## Problem requirements
Start with the first line of the records below. Output each line exactly, ending with the one that contains "lazily when the".

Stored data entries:
==========
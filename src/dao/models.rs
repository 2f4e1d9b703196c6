use serde::{Deserialize, Serialize};
use std::time::SystemTime;
use uuid::Uuid;

/// One column of the scoreboard. Rounds are provisioned at startup and
/// immutable afterwards.
#[derive(Debug, Clone, Serialize, Deserialize, PartialEq, Eq)]
pub struct RoundEntity {
    /// Stable identifier for the round.
    pub id: Uuid,
    /// Display name shown as the column header.
    pub name: String,
    /// Ordinal position of the round on the board, starting at 0.
    pub position: u32,
}

/// A competing team. Hidden teams stay out of the public snapshot but keep
/// their scores and ledger entries.
#[derive(Debug, Clone, Serialize, Deserialize, PartialEq, Eq)]
pub struct TeamEntity {
    /// Stable identifier for the team.
    pub id: Uuid,
    /// Display name chosen for the team.
    pub name: String,
    /// Whether the team is excluded from the public board.
    pub hidden: bool,
}

/// The aggregate linking one team to one round. Created lazily when the
/// first point for the pair is recorded; at most one exists per
/// (team, round), and it is never deleted.
#[derive(Debug, Clone, Serialize, Deserialize, PartialEq, Eq)]
pub struct ScoreEntity {
    /// Stable identifier for the score aggregate.
    pub id: Uuid,
    /// Team this score belongs to.
    pub team_id: Uuid,
    /// Round this score belongs to.
    pub round_id: Uuid,
}

/// A single scoring event owned by exactly one score. The score's total is
/// the sum of its points' counts; counts may be negative (penalties) or
/// zero (recorded but awarding nothing).
#[derive(Debug, Clone, Serialize, Deserialize, PartialEq, Eq)]
pub struct PointEntity {
    /// Stable identifier for the point entry.
    pub id: Uuid,
    /// Owning score aggregate.
    pub score_id: Uuid,
    /// Signed number of points awarded by this entry.
    pub count: i32,
    /// Creation timestamp, drives the newest-first ledger ordering.
    pub created_at: SystemTime,
}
==========
## Response area
filename src/dao/models.rs
repository 2f4e1d9b703196c6
use serde::{Deserialize, Serialize};
use std::time::SystemTime;
use uuid::Uuid;

/// One column of the scoreboard. Rounds are provisioned at startup and
/// immutable afterwards.
#[derive(Debug, Clone, Serialize, Deserialize, PartialEq, Eq)]
pub struct RoundEntity {
    /// Stable identifier for the round.
    pub id: Uuid,
    /// Display name shown as the column header.
    pub name: String,
    /// Ordinal position of the round on the board, starting at 0.
    pub position: u32,
}

/// A competing team. Hidden teams stay out of the public snapshot but keep
/// their scores and ledger entries.
#[derive(Debug, Clone, Serialize, Deserialize, PartialEq, Eq)]
pub struct TeamEntity {
    /// Stable identifier for the team.
    pub id: Uuid,
    /// Display name chosen for the team.
    pub name: String,
    /// Whether the team is excluded from the public board.
    pub hidden: bool,
}

/// The aggregate linking one team to one round. Created lazily when the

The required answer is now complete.